Lassù, a 507 metri, siamo appena al novantesimo chilometro, nemmeno metà gara e sono in arrivo altri due dubbi esistenziali: Monte Tiffi e Perticara risalendo fino a 653 metri. Qui, l’unica soluzione è crederci, salire sui pedali e abbracciare la fede nel Dio delle due ruote senza motore. Qui c’è la prima vera selezione, farcela significa tagliare il primo traguardo dei 135, la versione più leggera del percorso. Di fronte, altri tre colli per 70 chilometri. C’è la vetta più alta della gara, il Monte Pugliano a 791 metri, ci sono le allucinazioni da acido lattico che, mescolate al caldo di inizio estate, trasformano un cicloamatore allenato in un Fantozzi alla Coppa Cobram. In confronto, il successivo Passo delle Siepi è una mezza scampagnata. Ma il vero esame per entrare nel mito è il Gorolo: al 175esimo è come avere davanti l’Everest, un muro di lacrime e sdoppiamenti della personalità, l’ultimo strappo, quasi un rito sciamanico per riconnettersi con la normalità. Con quel Bar del Corso da cui anche quest’anno, il 20 maggio, partiranno in 12mila.
Diecimila iscrizioni volate via in 3 minuti e 25 secondi (gli altri rientrano nella formula pettorale + hotel) in un click day che fa concorrenza ai concerti di Vasco Rossi.
La magia del Sangiovese
"Tutti alla Nove Colli, perché non parliamo più tanto di gara di granfondo, ma di mito che conserva ancora gli ideali del ‘71 agganciati al gioco, al divertimento, all’emozione. È vero, oggi l’amatore assomiglia di più a un professionista con tabelle d’allenamento e diete personalizzate, ma i colori dell’alba, i rumori del cambio e dei rapporti, il piccolo vociare alla partenza, l’entusiasmo della gente che incita i partecipanti ad andare avanti, il paesaggio della Romagna, sapere che su queste strade si sono allenati e hanno corso grandi campioni, sono tutti ingredienti che tengono ancora in piedi la magia genuina del ciclismo d’altri tempi. E sì, grazie anche a spaghetti e maccheroni con vari sughi, piadine con la salamella e porchetta, perché la Nove Colli ha proprio il sapore della Romagna e di quegli otto pionieri seduti al tavolo di un bar".

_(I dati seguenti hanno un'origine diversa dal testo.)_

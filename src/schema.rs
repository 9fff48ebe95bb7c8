//! Per-entity field whitelist: which columns may be filtered and sorted, and how.

use std::fmt;

/// Semantic type of a filterable field. Decides the comparison a filter compiles to.
#[derive(Clone, Copy, Debug, PartialEq, Eq)]
pub enum FieldType {
    String,
    Integer,
    Boolean,
    Datetime,
}

impl FieldType {
    /// PostgreSQL type the bound text literal is cast to for equality comparisons.
    /// `None` for strings, which compare with LIKE against text.
    pub fn pg_cast(self) -> Option<&'static str> {
        match self {
            FieldType::String => None,
            FieldType::Integer => Some("bigint"),
            FieldType::Boolean => Some("boolean"),
            FieldType::Datetime => Some("timestamptz"),
        }
    }
}

impl fmt::Display for FieldType {
    fn fmt(&self, f: &mut fmt::Formatter<'_>) -> fmt::Result {
        let s = match self {
            FieldType::String => "string",
            FieldType::Integer => "integer",
            FieldType::Boolean => "boolean",
            FieldType::Datetime => "datetime",
        };
        f.write_str(s)
    }
}

/// Immutable mapping from field name to [`FieldType`]. Built as a constant per entity.
#[derive(Clone, Copy, Debug)]
pub struct FieldSchema {
    fields: &'static [(&'static str, FieldType)],
}

impl FieldSchema {
    pub const fn new(fields: &'static [(&'static str, FieldType)]) -> Self {
        FieldSchema { fields }
    }

    /// Look up a field. Returns the schema's own `'static` name so callers never
    /// carry a user-supplied string into SQL identifiers.
    pub fn get(&self, name: &str) -> Option<(&'static str, FieldType)> {
        self.fields.iter().copied().find(|(n, _)| *n == name)
    }

    #[cfg(test)]
    pub(crate) fn names(&self) -> impl Iterator<Item = &'static str> + '_ {
        self.fields.iter().map(|(n, _)| *n)
    }
}

#[cfg(test)]
mod tests {
    use super::*;

    const SCHEMA: FieldSchema = FieldSchema::new(&[
        ("member_id", FieldType::Integer),
        ("email", FieldType::String),
        ("is_active", FieldType::Boolean),
    ]);

    #[test]
    fn lookup_returns_static_name_and_type() {
        let owned = String::from("email");
        let (name, ty) = SCHEMA.get(&owned).unwrap();
        assert_eq!(name, "email");
        assert_eq!(ty, FieldType::String);
        assert!(SCHEMA.get("missing").is_none());
        assert!(SCHEMA.get("Email").is_none());
    }

    #[test]
    fn casts_only_for_non_string_types() {
        assert_eq!(FieldType::String.pg_cast(), None);
        assert_eq!(FieldType::Integer.pg_cast(), Some("bigint"));
        assert_eq!(FieldType::Boolean.pg_cast(), Some("boolean"));
        assert_eq!(FieldType::Datetime.pg_cast(), Some("timestamptz"));
    }

    #[test]
    fn names_in_declaration_order() {
        let names: Vec<_> = SCHEMA.names().collect();
        assert_eq!(names, vec!["member_id", "email", "is_active"]);
    }
}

Il presidente Alessandro Spada del Gruppo Ciclistico Fausto Coppi, organizzatore della Granfondo, dimentica forse un ultimo elemento essenziale: un po’ di sana follia ubriaca.

Come si dice in dialetto in quel pezzo di Romagna:
"Par fè la Nove Colli, a so partii cun e Sanzveis in tla buracia".
Per fare la Nove Colli, sono partito con il Sangiovese nella borraccia.